Unable to hold myself I snuggled in his arms. We were no more entangled due to the circumstances in our lives. Rather our hearts chose to fuse. Smiling to myself I tried to grasp the happiness that Devi Maiyya bestowed upon the two of us. I was so engrossed in our hug that I missed Akaash jeeju's teasing smile.

Agar bhai aur aapke beech sab theek hogaya ho kya main aur Payal bhi shaadi krlein Khushi Bhabhi?
(If everything is alright between my brother and you then may I get married to Payal Khushi Bhabhi?)

I quickly left my fiances embrace to see Jeeju leaning against the door jamb of Arnavji's room. He must have passed the room and caught us hugging each other. Turning a deep shade of red I shared a glance with Arnavji. But the man only narrowed his eyes towards Jeeju. Ughhh. ASR is so cocky.

Fine Akaash. Agle hafte humare sath tum aur Payal bhi phere le lena.
(Fine Akaash next week you and Payal can join us for a double wedding).

KYA AGLE HAFTE? Itni jaldi sab kaise hoga Arnavji? Aur abhi to aap theek se khade bhi nai ho pa rhe hain...)
(WHAT NEXT WEEK? How will we prepare in a week Arnavji? And you cannot even stand properly how will you...).

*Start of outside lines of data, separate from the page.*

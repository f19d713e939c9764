use redb::TableDefinition;

/// User store: username -> password hash (hex)
pub const USERS: TableDefinition<&str, &str> = TableDefinition::new("users");

/// Project records: project name -> ProjectRecord (msgpack)
pub const PROJECTS: TableDefinition<&str, &[u8]> = TableDefinition::new("projects");

/// Capability flags: project name -> msgpack Vec of PermissionRecord.
/// Keeping a project's whole permission set under one key makes the
/// delete-all-then-reinsert update a single serialized write.
pub const PERMISSIONS: TableDefinition<&str, &[u8]> = TableDefinition::new("permissions");

/// Named URL resources: project name -> msgpack Vec of ResourceRecord
pub const RESOURCES: TableDefinition<&str, &[u8]> = TableDefinition::new("resources");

Khushi relax. One week is enough for my recovery. Aur iss baar koi bahana kia na to mandap tak kidnap krke launga. Samjhi?
(No excuses this time or else I would kidnap you. Alright?)

My eyes widened in disbelief. I cannot believe my ears. The mighty ASR has completely taken over my Arnavji. Now, this is not something that I had in mind when the doctor informed us that Arnavji's memories have returned. I gulped nervously. Is this my soon-to-be husband? Well, I will have to compromise with his ASRishness. I have no choice, do I?

Hum toh bhool hi gaye the ke aap ASR hain. Sirf faisla suna dete hain.
(I forgot that you are ASR. You love to give orders).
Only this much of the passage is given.